Stored entries

###

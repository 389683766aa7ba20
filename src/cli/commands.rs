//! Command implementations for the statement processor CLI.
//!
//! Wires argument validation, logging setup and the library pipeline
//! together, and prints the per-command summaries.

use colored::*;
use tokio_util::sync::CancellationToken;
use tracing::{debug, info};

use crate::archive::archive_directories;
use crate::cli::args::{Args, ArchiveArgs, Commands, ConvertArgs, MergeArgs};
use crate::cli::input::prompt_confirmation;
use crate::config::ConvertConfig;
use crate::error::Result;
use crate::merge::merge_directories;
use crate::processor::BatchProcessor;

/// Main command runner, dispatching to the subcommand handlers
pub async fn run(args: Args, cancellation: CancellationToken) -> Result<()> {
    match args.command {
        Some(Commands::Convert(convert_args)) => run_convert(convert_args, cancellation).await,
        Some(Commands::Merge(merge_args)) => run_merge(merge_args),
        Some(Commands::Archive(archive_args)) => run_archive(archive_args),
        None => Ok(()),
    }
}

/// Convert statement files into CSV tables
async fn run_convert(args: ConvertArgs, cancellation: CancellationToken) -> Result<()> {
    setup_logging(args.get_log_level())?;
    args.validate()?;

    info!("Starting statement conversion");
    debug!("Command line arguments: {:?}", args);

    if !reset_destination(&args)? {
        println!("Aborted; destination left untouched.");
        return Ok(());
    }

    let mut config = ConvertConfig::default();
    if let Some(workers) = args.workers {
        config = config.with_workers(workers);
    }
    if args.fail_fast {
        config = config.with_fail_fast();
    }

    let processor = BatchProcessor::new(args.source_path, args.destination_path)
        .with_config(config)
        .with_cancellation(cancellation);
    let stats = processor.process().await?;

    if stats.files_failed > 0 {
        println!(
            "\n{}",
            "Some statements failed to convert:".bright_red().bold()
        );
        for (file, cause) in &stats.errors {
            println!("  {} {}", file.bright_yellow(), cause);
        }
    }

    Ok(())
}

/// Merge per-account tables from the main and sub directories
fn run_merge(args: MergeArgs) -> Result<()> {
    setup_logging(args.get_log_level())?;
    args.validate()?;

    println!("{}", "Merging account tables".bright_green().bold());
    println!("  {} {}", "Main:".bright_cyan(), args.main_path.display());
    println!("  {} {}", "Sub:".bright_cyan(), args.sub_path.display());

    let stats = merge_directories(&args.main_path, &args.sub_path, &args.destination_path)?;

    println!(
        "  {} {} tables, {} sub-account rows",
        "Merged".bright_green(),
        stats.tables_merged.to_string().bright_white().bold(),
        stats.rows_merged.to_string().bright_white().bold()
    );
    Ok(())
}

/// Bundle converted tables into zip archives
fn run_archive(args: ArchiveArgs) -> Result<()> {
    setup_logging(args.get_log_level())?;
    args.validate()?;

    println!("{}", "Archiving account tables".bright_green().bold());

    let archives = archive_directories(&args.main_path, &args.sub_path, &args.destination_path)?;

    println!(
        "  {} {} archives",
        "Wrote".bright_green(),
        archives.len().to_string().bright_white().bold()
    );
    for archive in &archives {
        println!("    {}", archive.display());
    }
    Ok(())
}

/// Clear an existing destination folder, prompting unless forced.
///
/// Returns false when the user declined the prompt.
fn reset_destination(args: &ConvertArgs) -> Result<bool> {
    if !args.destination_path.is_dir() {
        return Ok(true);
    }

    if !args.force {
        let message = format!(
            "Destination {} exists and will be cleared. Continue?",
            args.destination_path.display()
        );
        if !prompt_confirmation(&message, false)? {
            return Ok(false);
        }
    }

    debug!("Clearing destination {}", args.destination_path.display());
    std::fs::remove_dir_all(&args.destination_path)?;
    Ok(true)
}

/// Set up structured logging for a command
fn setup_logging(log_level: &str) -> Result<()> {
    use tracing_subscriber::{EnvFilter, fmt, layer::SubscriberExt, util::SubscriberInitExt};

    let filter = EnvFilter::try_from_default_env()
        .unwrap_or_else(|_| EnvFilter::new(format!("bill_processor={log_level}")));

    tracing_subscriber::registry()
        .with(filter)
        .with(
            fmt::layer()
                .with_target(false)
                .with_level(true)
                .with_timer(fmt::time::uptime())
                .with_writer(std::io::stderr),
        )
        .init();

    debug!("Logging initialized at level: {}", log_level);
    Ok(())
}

###

Prompt: Using the entries above, output exactly the lines between the line holding "statement processor CLI." and the line holding "use crate::merge::merge_directories;", end lines included, and nothing more.

Exercise solution:
//! Command implementations for the statement processor CLI.
//!
//! Wires argument validation, logging setup and the library pipeline
//! together, and prints the per-command summaries.

use colored::*;
use tokio_util::sync::CancellationToken;
use tracing::{debug, info};

use crate::archive::archive_directories;
use crate::cli::args::{Args, ArchiveArgs, Commands, ConvertArgs, MergeArgs};
use crate::cli::input::prompt_confirmation;
use crate::config::ConvertConfig;
use crate::error::Result;
use crate::merge::merge_directories;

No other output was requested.